Ferry service linking Richmond and San Francisco by 2015? The San Francisco Bay Water Emergency Transportation Authority likes the odds.
About 40 Marina Bay residents, property and business owners and city officials gathered at the Harbormaster Room at the Marina Bay Yacht Harbor on Thursday to hear officials outline plans for a commuter ferry that would take riders from Richmond to the San Francisco Ferry Building in about 35 minutes.
"It would start out as a commute only (service)," said Chad Mason, a transportation authority planner.
The proposed ferry would initially accommodate about 300 people, mostly Richmond residents who commute to San Francisco, Mason said.
The Richmond terminal would be at the southern tip of the Ford Peninsula, just a few steps from the Craneway Pavilion. The site is desirable, Mason said, for its ample parking, deep water and continued growth in residential and commercial development in Marina Bay and other areas in Richmond.
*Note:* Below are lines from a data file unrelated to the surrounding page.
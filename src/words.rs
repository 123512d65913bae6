//! Letters, words, and the caller-supplied dictionary.

use std::{fmt::Display, ops::Deref};

use itertools::Itertools;
#[cfg(feature = "serde")]
use serde::{Deserialize, Serialize};

use crate::{Result, WordError};

/// A single lowercase letter, `a` through `z`.
///
/// This is the only character type the engine understands: guesses grow
/// one validated [`Letter`] at a time, so a [`Word`] can never hold
/// anything outside the alphabet. An unfilled grid cell has no letter at
/// all; the in-progress guess is simply shorter than the word length,
/// and presentation layers pad the row themselves.
#[derive(Clone, Copy, Debug, PartialEq, Eq, PartialOrd, Ord, Hash)]
#[cfg_attr(
    feature = "serde",
    derive(Serialize, Deserialize),
    serde(crate = "serde_crate")
)]
pub struct Letter(u8);

impl Letter {
    /// Creates a [`Letter`] from a character.
    ///
    /// Returns an error unless the character is a lowercase ascii letter.
    ///
    /// # Examples
    ///
    /// ```rust
    /// use wordle_engine::Letter;
    ///
    /// assert_eq!(Letter::from_char('q')?.as_char(), 'q');
    ///
    /// assert!(Letter::from_char('Q').is_err());
    /// assert!(Letter::from_char('1').is_err());
    /// #
    /// # Ok::<_, wordle_engine::EngineError>(())
    /// ```
    pub fn from_char(c: char) -> Result<Self> {
        if c.is_ascii_lowercase() {
            Ok(Letter(c as u8))
        } else {
            Err(WordError::NotALetter(c).into())
        }
    }

    /// Returns the letter as a [`char`].
    pub fn as_char(self) -> char {
        self.0 as char
    }

    /// Index into 26-entry per-letter tables.
    pub(crate) fn index(self) -> usize {
        (self.0 - b'a') as usize
    }

    /// Inverse of [`index()`](Letter::index).
    pub(crate) fn from_index(index: usize) -> Self {
        debug_assert!(index < 26);
        Letter(b'a' + index as u8)
    }
}

impl Display for Letter {
    fn fmt(&self, f: &mut std::fmt::Formatter<'_>) -> std::fmt::Result {
        write!(f, "{}", self.as_char())
    }
}

/// An ordered sequence of [`Letter`]s.
///
/// Construction is validated, so every instance is non-empty and entirely
/// lowercase ascii. Words of any length can be built; a [`Round`] decides
/// which lengths it cares about when filtering its dictionary.
///
/// [`Round`]: crate::Round
#[derive(Clone, Debug, PartialEq, Eq, PartialOrd, Ord, Hash)]
#[cfg_attr(
    feature = "serde",
    derive(Serialize, Deserialize),
    serde(crate = "serde_crate")
)]
pub struct Word {
    letters: Vec<Letter>,
}

impl Word {
    /// Creates a new [`Word`] from a string slice.
    ///
    /// Returns an error if the string is empty or contains anything other
    /// than lowercase ascii letters.
    ///
    /// # Examples
    ///
    /// ```rust
    /// use wordle_engine::Word;
    ///
    /// let crane = Word::from_str("crane")?;
    /// assert_eq!(crane.to_string(), "crane");
    /// assert_eq!(crane.len(), 5);
    ///
    /// assert!(Word::from_str("").is_err());
    /// assert!(Word::from_str("Crane").is_err());
    /// assert!(Word::from_str("no way").is_err());
    /// #
    /// # Ok::<_, wordle_engine::EngineError>(())
    /// ```
    #[allow(clippy::should_implement_trait)]
    pub fn from_str(word: &str) -> Result<Self> {
        if word.is_empty() {
            return Err(WordError::Empty.into());
        }

        let letters = word
            .chars()
            .map(Letter::from_char)
            .collect::<Result<Vec<_>>>()?;

        Ok(Word { letters })
    }

    /// Assembles a word from letters that are already validated.
    pub(crate) fn from_letters(letters: Vec<Letter>) -> Self {
        debug_assert!(!letters.is_empty());
        Word { letters }
    }

    /// Returns the letters as a slice.
    pub fn letters(&self) -> &[Letter] {
        &self.letters
    }
}

impl Deref for Word {
    type Target = [Letter];

    fn deref(&self) -> &Self::Target {
        &self.letters
    }
}

impl Display for Word {
    fn fmt(&self, f: &mut std::fmt::Formatter<'_>) -> std::fmt::Result {
        for letter in &self.letters {
            write!(f, "{}", letter)?;
        }
        Ok(())
    }
}

/// The ordered set of words a round will accept.
///
/// The list is supplied by the caller; the engine neither ships nor loads
/// one. Duplicate entries are dropped, keeping the first occurrence, so
/// the secret draw stays uniform over distinct words. A dictionary may
/// mix word lengths freely; each round filters it down to the length it
/// is configured for.
///
/// # Examples
///
/// ```rust
/// use wordle_engine::Dictionary;
///
/// let dictionary = Dictionary::new(["crane", "slate", "crane", "tilt"])?;
/// assert_eq!(dictionary.len(), 3);
///
/// assert!(Dictionary::new(["crane", "SLATE"]).is_err());
/// #
/// # Ok::<_, wordle_engine::EngineError>(())
/// ```
#[derive(Clone, Debug, PartialEq, Eq)]
#[cfg_attr(
    feature = "serde",
    derive(Serialize, Deserialize),
    serde(crate = "serde_crate")
)]
pub struct Dictionary {
    words: Vec<Word>,
}

impl Dictionary {
    /// Builds a dictionary from anything that yields string slices.
    ///
    /// Every entry must satisfy [`Word::from_str()`]; the first invalid
    /// entry aborts construction. A curated list should never contain
    /// malformed words, and skipping them silently could quietly leave a
    /// word length with no candidates.
    pub fn new<I, S>(words: I) -> Result<Self>
    where
        I: IntoIterator<Item = S>,
        S: AsRef<str>,
    {
        let words = words
            .into_iter()
            .map(|word| Word::from_str(word.as_ref()))
            .collect::<Result<Vec<_>>>()?;

        Ok(Dictionary {
            words: words.into_iter().unique().collect(),
        })
    }

    /// The number of distinct words.
    pub fn len(&self) -> usize {
        self.words.len()
    }

    /// Returns true if the dictionary holds no words at all.
    pub fn is_empty(&self) -> bool {
        self.words.is_empty()
    }

    /// The words, in their supplied order.
    pub fn words(&self) -> &[Word] {
        self.words.as_slice()
    }

    /// Indices of the words with exactly `length` letters.
    pub(crate) fn pool_of_length(&self, length: usize) -> Vec<usize> {
        self.words
            .iter()
            .enumerate()
            .filter(|(_, word)| word.len() == length)
            .map(|(index, _)| index)
            .collect()
    }

    pub(crate) fn word(&self, index: usize) -> &Word {
        &self.words[index]
    }
}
The Lawrence Berkeley National Laboratory has selected Richmond's southern shore area as the site of its next lab, which would bring hundreds of jobs to the city and could be completed by 2016.
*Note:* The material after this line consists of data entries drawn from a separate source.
//! Persistence collaborators used by the auth core.
//!
//! The traits let the token service and user service run against SQLite in
//! production and against in-memory doubles in tests.

use anyhow::Result;
use async_trait::async_trait;
use chrono::{DateTime, Utc};

use crate::api::common::PaginationFilter;
use crate::database::models::{CreateUser, RefreshTokenRecord, User};

pub mod refresh_token_repository;
pub mod user_repository;

#[cfg(test)]
pub mod memory;

/// `create_user` hit a username or email already held by some row,
/// logically deleted ones included.
#[derive(Debug, thiserror::Error)]
#[error("username or email already taken")]
pub struct DuplicateUser;

/// Principal lookup and persistence. Lookups skip logically deleted rows.
#[async_trait]
pub trait PrincipalStore: Send + Sync {
    async fn get_user_by_id(&self, id: i64) -> Result<Option<User>>;

    async fn get_user_by_email(&self, email: &str) -> Result<Option<User>>;

    async fn get_user_by_username(&self, username: &str) -> Result<Option<User>>;

    /// Fails with [`DuplicateUser`] when the username or email is taken.
    async fn create_user(&self, user: CreateUser) -> Result<User>;

    async fn touch_last_seen(&self, id: i64, seen_at: DateTime<Utc>) -> Result<()>;

    async fn list_users(&self, pagination: &PaginationFilter) -> Result<Vec<User>>;

    async fn count_users(&self) -> Result<u64>;

    /// Marks the user deleted. Returns `false` when no live row matched.
    async fn soft_delete_user(&self, id: i64, deleted_at: DateTime<Utc>) -> Result<bool>;
}

/// Server-side refresh tokens, one row per principal.
#[async_trait]
pub trait RefreshTokenStore: Send + Sync {
    /// Inserts or overwrites the row for `record.user_id`.
    async fn upsert_for_user(&self, record: RefreshTokenRecord) -> Result<()>;

    async fn find_by_token(&self, token: &str) -> Result<Option<RefreshTokenRecord>>;

    /// Deletes the matching row; absence is not an error.
    async fn delete_by_token(&self, token: &str) -> Result<()>;

    /// Deletes rows with `expires_at <= now` and returns how many went.
    async fn delete_expired(&self, now: DateTime<Utc>) -> Result<u64>;
}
"It was exciting news for us and everyone else when Cal chose this location" for its new lab, Mason said.
Mason said the project would be funded mostly by about $22.5 million from Measure J, a Contra Costa County sales tax measure aimed at improving transportation.
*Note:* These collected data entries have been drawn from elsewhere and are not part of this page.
//! Database repository for user management operations.
//!
//! Provides the principal lookups the auth flow needs plus the admin listing
//! and soft-delete operations.

use anyhow::Result;
use async_trait::async_trait;
use chrono::{DateTime, Utc};
use sqlx::SqlitePool;

use super::{DuplicateUser, PrincipalStore};
use crate::api::common::PaginationFilter;
use crate::database::models::{CreateUser, User};

const USER_COLUMNS: &str = "id, username, email, password_hash, role, is_active, last_seen_at, \
                            created_at, updated_at, is_deleted, deleted_at";

/// Repository for user database operations.
#[derive(Clone)]
pub struct UserRepository {
    /// Shared SQLite connection pool
    pool: SqlitePool,
}

impl UserRepository {
    /// Creates a new UserRepository instance.
    ///
    /// # Arguments
    /// * `pool` - SQLite connection pool (cheap to clone)
    pub fn new(pool: SqlitePool) -> Self {
        Self { pool }
    }

    async fn fetch_one_where(&self, clause: &str, value: &str) -> Result<Option<User>> {
        let sql = format!(
            "SELECT {} FROM users WHERE {} = ? AND is_deleted = 0",
            USER_COLUMNS, clause
        );
        let user = sqlx::query_as::<_, User>(&sql)
            .bind(value)
            .fetch_optional(&self.pool)
            .await?;

        Ok(user)
    }
}

#[async_trait]
impl PrincipalStore for UserRepository {
    /// Retrieves a user by their unique identifier.
    ///
    /// # Returns
    /// `Some(User)` if found and not deleted, `None` otherwise
    async fn get_user_by_id(&self, id: i64) -> Result<Option<User>> {
        let sql = format!(
            "SELECT {} FROM users WHERE id = ? AND is_deleted = 0",
            USER_COLUMNS
        );
        let user = sqlx::query_as::<_, User>(&sql)
            .bind(id)
            .fetch_optional(&self.pool)
            .await?;

        Ok(user)
    }

    async fn get_user_by_email(&self, email: &str) -> Result<Option<User>> {
        self.fetch_one_where("email", email).await
    }

    async fn get_user_by_username(&self, username: &str) -> Result<Option<User>> {
        self.fetch_one_where("username", username).await
    }

    /// Creates a new user in the database.
    ///
    /// # Returns
    /// The newly created User with all fields populated
    async fn create_user(&self, user: CreateUser) -> Result<User> {
        let sql = format!(
            r#"
            INSERT INTO users (
                username, email, password_hash, role, is_active,
                created_at, updated_at, is_deleted
            )
            VALUES (?, ?, ?, ?, 1, ?, ?, 0)
            RETURNING {}
            "#,
            USER_COLUMNS
        );
        let created = sqlx::query_as::<_, User>(&sql)
            .bind(&user.username)
            .bind(&user.email)
            .bind(&user.password_hash)
            .bind(user.role)
            .bind(user.created_at)
            .bind(user.created_at)
            .fetch_one(&self.pool)
            .await
            .map_err(|e| match e {
                sqlx::Error::Database(ref db) if db.is_unique_violation() => {
                    anyhow::Error::new(DuplicateUser)
                }
                other => other.into(),
            })?;

        Ok(created)
    }

    async fn touch_last_seen(&self, id: i64, seen_at: DateTime<Utc>) -> Result<()> {
        sqlx::query("UPDATE users SET last_seen_at = ?, updated_at = ? WHERE id = ?")
            .bind(seen_at)
            .bind(seen_at)
            .bind(id)
            .execute(&self.pool)
            .await?;

        Ok(())
    }

    async fn list_users(&self, pagination: &PaginationFilter) -> Result<Vec<User>> {
        let sql = format!(
            r#"
            SELECT {} FROM users
            WHERE is_deleted = 0
            ORDER BY id ASC
            LIMIT ? OFFSET ?
            "#,
            USER_COLUMNS
        );
        let users = sqlx::query_as::<_, User>(&sql)
            .bind(pagination.limit() as i64)
            .bind(pagination.offset() as i64)
            .fetch_all(&self.pool)
            .await?;

        Ok(users)
    }

    /// Get total count of live users
    async fn count_users(&self) -> Result<u64> {
        let count: i64 = sqlx::query_scalar("SELECT COUNT(*) FROM users WHERE is_deleted = 0")
            .fetch_one(&self.pool)
            .await?;

        Ok(count as u64)
    }

    async fn soft_delete_user(&self, id: i64, deleted_at: DateTime<Utc>) -> Result<bool> {
        let result = sqlx::query(
            r#"
            UPDATE users
            SET is_deleted = 1, is_active = 0, deleted_at = ?, updated_at = ?
            WHERE id = ? AND is_deleted = 0
            "#,
        )
        .bind(deleted_at)
        .bind(deleted_at)
        .bind(id)
        .execute(&self.pool)
        .await?;

        Ok(result.rows_affected() > 0)
    }
}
Residents asked Mason whether recent troubles with a Marina Bay railway underpass project -- which is on hold because of a dispute with the state Department of Finance -- would dim the prospects of the ferry project.
Mason said no.
"Our project happens with or without that," Mason said.
Mason said environmental review for the project should take six to nine months, followed by about 18 months of final design and construction.
Fares would be between $6 and $7 each way, Mason said.
By 2035, Mason said, the ferry service could become the preferred daily commute for 1,080 to 1,700 people.
The proposed new Richmond terminal would replace an existing ferry facility consisting of a gangway, float, ramping system and piles, according to a transportation authority information flier.
The authority is bullish on Richmond's prospects for growth.
"The planned development of employment centers is likely to transform Richmond into a destination as well as an origin for ferry service," according to the authority's project website.
Max Scheder-Bieschin, CFO for Ekso Bionics, a Marina Bay-based firm that engineers exoskeletons for people with disabilities, said many of his employees would welcome a ferry as an alternative to driving from San Francisco.
"Let's get this (ferry) as soon as possible," Scheder-Bieschin said.